◆ **SOURCE MATERIAL**:
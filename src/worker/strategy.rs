//! Expansion strategies served by the worker.

use async_trait::async_trait;
use tokio_util::sync::CancellationToken;

use super::connector::WorkerConnection;
use super::protocol::ListChildrenParams;
use crate::expansion::{
    ExpandRequest, ExpansionStrategy, FolderStrategy, NodeFilter, PropertyFilter, StrategyError,
    StrategyRegistry, ValidFor,
};
use crate::tree::{ChildDescriptor, NodeKind};

/// Asks the worker for children of given kinds under given parents.
#[derive(Debug, Clone)]
pub struct WorkerStrategy {
    name: String,
    parents: Vec<NodeKind>,
    child_kinds: Vec<NodeKind>,
    filters: Vec<NodeFilter>,
}

impl WorkerStrategy {
    pub fn new(name: impl Into<String>, parent: NodeKind, child: NodeKind) -> Self {
        Self {
            name: name.into(),
            parents: vec![parent],
            child_kinds: vec![child],
            filters: Vec::new(),
        }
    }

    pub fn and_parent(mut self, parent: NodeKind) -> Self {
        self.parents.push(parent);
        self
    }

    pub fn filter(mut self, filter: impl Into<NodeFilter>) -> Self {
        self.filters.push(filter.into());
        self
    }
}

#[async_trait]
impl ExpansionStrategy<WorkerConnection> for WorkerStrategy {
    fn name(&self) -> &str {
        &self.name
    }

    fn supported_parents(&self) -> &[NodeKind] {
        &self.parents
    }

    fn filters(&self) -> &[NodeFilter] {
        &self.filters
    }

    async fn expand(
        &self,
        request: ExpandRequest<'_>,
        connection: &WorkerConnection,
        cancel: &CancellationToken,
    ) -> Result<Vec<ChildDescriptor>, StrategyError> {
        if !self.parents.contains(&request.parent.kind) {
            return Err(StrategyError::UnsupportedParent {
                strategy: self.name.clone(),
                kind: request.parent.kind,
            });
        }

        let params = ListChildrenParams {
            connection_id: connection.connection_id(),
            parent: request.parent,
            child_kinds: &self.child_kinds,
            refresh: request.refresh,
            name_filter: request.name_filter,
            include_system_objects: request.include_system_objects,
            filters: request.filters,
        };
        let response = match connection.client().list_children(params, cancel).await {
            Ok(response) => response,
            Err(err) if err.is_worker_exited() => {
                tracing::error!(strategy = %self.name, "worker is gone, expansion cannot proceed");
                return Err(err.into());
            }
            Err(err) => return Err(err.into()),
        };

        let (children, unexpected): (Vec<_>, Vec<_>) = response
            .children
            .into_iter()
            .partition(|child| self.child_kinds.contains(&child.kind));
        if !unexpected.is_empty() {
            tracing::debug!(
                strategy = %self.name,
                dropped = unexpected.len(),
                "worker returned children of unrequested kinds"
            );
        }

        Ok(children)
    }
}

fn user_objects() -> PropertyFilter {
    PropertyFilter::equals("is_system_object", false)
}

fn system_objects() -> PropertyFilter {
    PropertyFilter::equals("is_system_object", true)
}

/// The standard server hierarchy:
///
/// ```text
/// Server
/// └─ Databases
///    ├─ System Databases ─ <database> ...
///    └─ <database>
///       ├─ Tables
///       │  ├─ System Tables ─ <table> ...
///       │  └─ <table> ─ Columns ─ <column>
///       ├─ Views ─ <view> ─ Columns ─ <column>
///       └─ Functions ─ <function> ─ Columns ─ <column>
/// ```
pub fn default_strategies() -> StrategyRegistry<WorkerConnection> {
    StrategyRegistry::new()
        .with(FolderStrategy::new(NodeKind::Server).folder(NodeKind::DatabasesFolder, 0))
        .with(
            FolderStrategy::new(NodeKind::DatabasesFolder)
                .system_folder(NodeKind::SystemDatabasesFolder, 0),
        )
        .with(
            WorkerStrategy::new("databases", NodeKind::DatabasesFolder, NodeKind::Database)
                .filter(user_objects()),
        )
        .with(
            WorkerStrategy::new(
                "system_databases",
                NodeKind::SystemDatabasesFolder,
                NodeKind::Database,
            )
            .filter(system_objects()),
        )
        .with(
            FolderStrategy::new(NodeKind::Database)
                .folder(NodeKind::TablesFolder, 0)
                .folder(NodeKind::ViewsFolder, 1)
                .folder(NodeKind::FunctionsFolder, 2),
        )
        .with(
            FolderStrategy::new(NodeKind::TablesFolder)
                .system_folder(NodeKind::SystemTablesFolder, 0),
        )
        .with(
            WorkerStrategy::new("tables", NodeKind::TablesFolder, NodeKind::Table)
                .filter(user_objects())
                // Ledger history tables are listed under their ledger table.
                .filter(
                    PropertyFilter::not_equals("ledger_type", 1)
                        .valid_for(ValidFor::SQL_SERVER_2022 | ValidFor::AZURE_SQL),
                )
                .filter(
                    PropertyFilter::not_equals("temporal_type", 1)
                        .valid_for(ValidFor::ALL_SQL_SERVER),
                ),
        )
        .with(
            WorkerStrategy::new("system_tables", NodeKind::SystemTablesFolder, NodeKind::Table)
                .filter(system_objects()),
        )
        .with(
            WorkerStrategy::new("views", NodeKind::ViewsFolder, NodeKind::View)
                .filter(user_objects()),
        )
        .with(WorkerStrategy::new(
            "functions",
            NodeKind::FunctionsFolder,
            NodeKind::Function,
        ))
        .with(
            FolderStrategy::new(NodeKind::Table)
                .and_parent(NodeKind::View)
                .and_parent(NodeKind::Function)
                .folder(NodeKind::ColumnsFolder, 0),
        )
        .with(WorkerStrategy::new(
            "columns",
            NodeKind::ColumnsFolder,
            NodeKind::Column,
        ))
}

◆ **PROBLEM STATEMENT**:
From the first line to the last, return the data above exactly.

◆ **PROBLEM SOLUTION**:
filename src/worker/strategy.rs
//! Expansion strategies served by the worker.

use async_trait::async_trait;
use tokio_util::sync::CancellationToken;

use super::connector::WorkerConnection;
use super::protocol::ListChildrenParams;
use crate::expansion::{
    ExpandRequest, ExpansionStrategy, FolderStrategy, NodeFilter, PropertyFilter, StrategyError,
    StrategyRegistry, ValidFor,
};
use crate::tree::{ChildDescriptor, NodeKind};

/// Asks the worker for children of given kinds under given parents.
#[derive(Debug, Clone)]
pub struct WorkerStrategy {
    name: String,
    parents: Vec<NodeKind>,
    child_kinds: Vec<NodeKind>,
    filters: Vec<NodeFilter>,
}

impl WorkerStrategy {
    pub fn new(name: impl Into<String>, parent: NodeKind, child: NodeKind) -> Self {
        Self {
            name: name.into(),
            parents: vec![parent],
            child_kinds: vec![child],
            filters: Vec::new(),
        }
    }

    pub fn and_parent(mut self, parent: NodeKind) -> Self {
        self.parents.push(parent);
        self
    }

    pub fn filter(mut self, filter: impl Into<NodeFilter>) -> Self {
        self.filters.push(filter.into());
        self
    }
}

#[async_trait]
impl ExpansionStrategy<WorkerConnection> for WorkerStrategy {
    fn name(&self) -> &str {
        &self.name
    }

    fn supported_parents(&self) -> &[NodeKind] {
        &self.parents
    }

    fn filters(&self) -> &[NodeFilter] {
        &self.filters
    }

    async fn expand(
        &self,
        request: ExpandRequest<'_>,
        connection: &WorkerConnection,
        cancel: &CancellationToken,
    ) -> Result<Vec<ChildDescriptor>, StrategyError> {
        if !self.parents.contains(&request.parent.kind) {
            return Err(StrategyError::UnsupportedParent {
                strategy: self.name.clone(),
                kind: request.parent.kind,
            });
        }

        let params = ListChildrenParams {
            connection_id: connection.connection_id(),
            parent: request.parent,
            child_kinds: &self.child_kinds,
            refresh: request.refresh,
            name_filter: request.name_filter,
            include_system_objects: request.include_system_objects,
            filters: request.filters,
        };
        let response = match connection.client().list_children(params, cancel).await {
            Ok(response) => response,
            Err(err) if err.is_worker_exited() => {
                tracing::error!(strategy = %self.name, "worker is gone, expansion cannot proceed");
                return Err(err.into());
            }
            Err(err) => return Err(err.into()),
        };

        let (children, unexpected): (Vec<_>, Vec<_>) = response
            .children
            .into_iter()
            .partition(|child| self.child_kinds.contains(&child.kind));
        if !unexpected.is_empty() {
            tracing::debug!(
                strategy = %self.name,
                dropped = unexpected.len(),
                "worker returned children of unrequested kinds"
            );
        }

        Ok(children)
    }
}

fn user_objects() -> PropertyFilter {
    PropertyFilter::equals("is_system_object", false)
}

fn system_objects() -> PropertyFilter {
    PropertyFilter::equals("is_system_object", true)
}

/// The standard server hierarchy:
///
/// ```text
/// Server
/// └─ Databases
///    ├─ System Databases ─ <database> ...
///    └─ <database>
///       ├─ Tables
///       │  ├─ System Tables ─ <table> ...
///       │  └─ <table> ─ Columns ─ <column>
///       ├─ Views ─ <view> ─ Columns ─ <column>
///       └─ Functions ─ <function> ─ Columns ─ <column>
/// ```
pub fn default_strategies() -> StrategyRegistry<WorkerConnection> {
    StrategyRegistry::new()
        .with(FolderStrategy::new(NodeKind::Server).folder(NodeKind::DatabasesFolder, 0))
        .with(
            FolderStrategy::new(NodeKind::DatabasesFolder)
                .system_folder(NodeKind::SystemDatabasesFolder, 0),
        )
        .with(
            WorkerStrategy::new("databases", NodeKind::DatabasesFolder, NodeKind::Database)
                .filter(user_objects()),
        )
        .with(
            WorkerStrategy::new(
                "system_databases",
                NodeKind::SystemDatabasesFolder,
                NodeKind::Database,
            )
            .filter(system_objects()),
        )
        .with(
            FolderStrategy::new(NodeKind::Database)
                .folder(NodeKind::TablesFolder, 0)
                .folder(NodeKind::ViewsFolder, 1)
                .folder(NodeKind::FunctionsFolder, 2),
        )
        .with(
            FolderStrategy::new(NodeKind::TablesFolder)
                .system_folder(NodeKind::SystemTablesFolder, 0),
        )
        .with(
            WorkerStrategy::new("tables", NodeKind::TablesFolder, NodeKind::Table)
                .filter(user_objects())
                // Ledger history tables are listed under their ledger table.
                .filter(
                    PropertyFilter::not_equals("ledger_type", 1)
                        .valid_for(ValidFor::SQL_SERVER_2022 | ValidFor::AZURE_SQL),
                )
                .filter(
                    PropertyFilter::not_equals("temporal_type", 1)
                        .valid_for(ValidFor::ALL_SQL_SERVER),
                ),
        )
        .with(
            WorkerStrategy::new("system_tables", NodeKind::SystemTablesFolder, NodeKind::Table)
                .filter(system_objects()),
        )
        .with(
            WorkerStrategy::new("views", NodeKind::ViewsFolder, NodeKind::View)
                .filter(user_objects()),
        )
        .with(WorkerStrategy::new(
            "functions",
            NodeKind::FunctionsFolder,
            NodeKind::Function,
        ))
        .with(
            FolderStrategy::new(NodeKind::Table)
                .and_parent(NodeKind::View)
                .and_parent(NodeKind::Function)
                .folder(NodeKind::ColumnsFolder, 0),
        )
        .with(WorkerStrategy::new(
            "columns",
            NodeKind::ColumnsFolder,
            NodeKind::Column,
        ))
}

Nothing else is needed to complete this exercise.